• **Exercise directions**: Lines with the word "usize" in them are the ones to copy from the records.

-- Task material follows --

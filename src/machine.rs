//! This module defines the `TuringMachine` struct, which executes a one-tape machine
//! description against an input string. It owns the tape for the duration of a run and
//! consumes one input symbol per step until the input runs out or no rule matches.

use crate::tape::Tape;
use crate::trace::Snapshot;
use crate::types::{Halt, OtmError, Program, State, Step};
use log::{info, trace};

/// A single run of a [`Program`] over an input string.
///
/// The program is borrowed immutably, so several runs may share it. The current state is
/// `None` once the machine has halted for lack of a matching rule.
pub struct TuringMachine<'p> {
    program: &'p Program,
    state: Option<&'p State>,
    tape: Tape,
    input: Vec<char>,
    cursor: usize,
    step_count: usize,
    halt: Option<Halt>,
}

impl<'p> TuringMachine<'p> {
    /// Creates a machine in the program's start state with a blank tape.
    ///
    /// # Returns
    ///
    /// * `Ok(TuringMachine)` ready to step.
    /// * `Err(OtmError::InvalidState)` if the start state is not declared.
    pub fn new(program: &'p Program, input: &str) -> Result<Self, OtmError> {
        let state = program
            .start_state()
            .ok_or_else(|| OtmError::InvalidState(program.initial_state.clone()))?;

        Ok(Self {
            program,
            state: Some(state),
            tape: Tape::new(),
            input: input.chars().collect(),
            cursor: 0,
            step_count: 0,
            halt: None,
        })
    }

    /// Consumes the next input symbol and applies the matching rule.
    ///
    /// # Returns
    ///
    /// * `Step::Continue` if a rule was applied.
    /// * `Step::Halt(Halt::InputExhausted)` if there is no input left.
    /// * `Step::Halt(Halt::NoTransition)` if no rule matched. The machine is left without
    ///   a current state and the remaining input is never consumed.
    /// * `Step::Halt(Halt::Err(_))` if the matched rule names an undeclared destination.
    ///   The tape is left as it was before the step.
    pub fn step(&mut self) -> Step {
        if let Some(halt) = &self.halt {
            return Step::Halt(halt.clone());
        }

        let halt = match self.apply() {
            Ok(true) => return Step::Continue,
            Ok(false) => Halt::InputExhausted,
            Err(e) => e,
        };

        info!("Machine halted after {} steps: {:?}", self.step_count, halt);
        self.halt = Some(halt.clone());
        Step::Halt(halt)
    }

    fn apply(&mut self) -> Result<bool, Halt> {
        let program = self.program;
        let Some(&input_symbol) = self.input.get(self.cursor) else {
            return Ok(false);
        };
        let Some(state) = self.state else {
            return Err(Halt::NoTransition);
        };

        let tape_symbol = self.tape.read();
        let Some(transition) = program
            .transitions
            .lookup(&state.name, input_symbol, tape_symbol)
        else {
            self.state = None;
            self.cursor += 1;
            return Err(Halt::NoTransition);
        };

        let next = program
            .states
            .lookup(&transition.destination_state)
            .ok_or_else(|| {
                Halt::Err(OtmError::InvalidState(
                    transition.destination_state.clone(),
                ))
            })?;

        trace!(
            "{} ({}, {}) -> {} ({}, {:?})",
            state.name,
            input_symbol,
            tape_symbol,
            next.name,
            transition.write_symbol,
            transition.direction
        );

        self.tape.write(transition.write_symbol);
        self.tape.move_head(transition.direction);
        self.state = Some(next);
        self.cursor += 1;
        self.step_count += 1;

        Ok(true)
    }

    /// Runs to completion, handing every observed configuration to `observer`: the initial
    /// one, one per applied rule, and a final halted one when no rule matched.
    ///
    /// On a machine that has already stopped, only the current configuration is observed.
    ///
    /// Returns the reason the run stopped.
    pub fn run<F>(&mut self, mut observer: F) -> Halt
    where
        F: FnMut(Snapshot),
    {
        observer(self.snapshot());
        if let Some(halt) = &self.halt {
            return halt.clone();
        }

        loop {
            match self.step() {
                Step::Continue => observer(self.snapshot()),
                Step::Halt(Halt::NoTransition) => {
                    observer(self.snapshot());
                    return Halt::NoTransition;
                }
                Step::Halt(halt) => return halt,
            }
        }
    }

    /// Runs to completion and collects every snapshot.
    ///
    /// # Returns
    ///
    /// * `Ok(Vec<Snapshot>)` when the run ended by exhausting input or by halting.
    /// * `Err(OtmError)` when a rule referenced an undeclared state.
    pub fn trace(&mut self) -> Result<Vec<Snapshot>, OtmError> {
        let mut snapshots = Vec::new();
        match self.run(|snapshot| snapshots.push(snapshot)) {
            Halt::Err(e) => Err(e),
            _ => Ok(snapshots),
        }
    }

    /// Captures the current configuration.
    pub fn snapshot(&self) -> Snapshot {
        Snapshot::new(self.step_count, self.state.cloned(), &self.tape)
    }

    /// Returns the current state, or `None` once the machine has halted on a missing rule.
    pub fn state(&self) -> Option<&State> {
        self.state
    }

    /// Returns the tape.
    pub fn tape(&self) -> &Tape {
        &self.tape
    }

    /// Returns the number of rules applied so far.
    pub fn step_count(&self) -> usize {
        self.step_count
    }

    /// Returns the input symbols not yet consumed.
    pub fn remaining_input(&self) -> &[char] {
        &self.input[self.cursor.min(self.input.len())..]
    }

    /// Checks whether the machine has stopped.
    pub fn is_halted(&self) -> bool {
        self.halt.is_some()
    }
}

-- Task material concluded --

• **Response for this exercise**:
    cursor: usize,
    step_count: usize,
    pub fn step_count(&self) -> usize {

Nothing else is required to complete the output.